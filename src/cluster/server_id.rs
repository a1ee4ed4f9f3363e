//! Server identifiers and roles

use crate::common::{Error, Result};
use serde::{Deserialize, Serialize};
use std::fmt;

/// Role of a cluster member, decided once at id validation time.
#[derive(Debug, Clone, Copy, PartialEq, Eq, Hash, Serialize, Deserialize)]
#[serde(rename_all = "lowercase")]
pub enum ServerRole {
    Coordinator,
    DbServer,
}

impl fmt::Display for ServerRole {
    fn fmt(&self, f: &mut fmt::Formatter<'_>) -> fmt::Result {
        match self {
            ServerRole::Coordinator => write!(f, "coordinator"),
            ServerRole::DbServer => write!(f, "dbserver"),
        }
    }
}

/// Validated cluster member id.
///
/// Ids are opaque strings carrying a four-character role prefix: `CRDN`
/// for coordinators, `PRMR` for storage servers. An id is never reused
/// after its server has been removed.
#[derive(Debug, Clone, PartialEq, Eq, Hash)]
pub struct ServerId {
    id: String,
    role: ServerRole,
}

impl ServerId {
    /// Parse and validate a raw id. Rejects anything without a known
    /// role prefix before any agency contact happens.
    pub fn parse(raw: &str) -> Result<Self> {
        if raw.is_empty() {
            return Err(Error::InvalidServerId("empty server id".into()));
        }
        let role = match raw.get(0..4) {
            Some("CRDN") => ServerRole::Coordinator,
            Some("PRMR") => ServerRole::DbServer,
            _ => {
                return Err(Error::InvalidServerId(format!(
                    "couldn't determine role for server id {}",
                    raw
                )))
            }
        };
        Ok(Self {
            id: raw.to_string(),
            role,
        })
    }

    pub fn as_str(&self) -> &str {
        &self.id
    }

    pub fn role(&self) -> ServerRole {
        self.role
    }
}

impl fmt::Display for ServerId {
    fn fmt(&self, f: &mut fmt::Formatter<'_>) -> fmt::Result {
        write!(f, "{}", self.id)
    }
}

§ **EXERCISE**: Take from the listing above each line in which the string "serde" is found.

§ **OUTPUT OF THE TASK**:
use serde::{Deserialize, Serialize};
#[serde(rename_all = "lowercase")]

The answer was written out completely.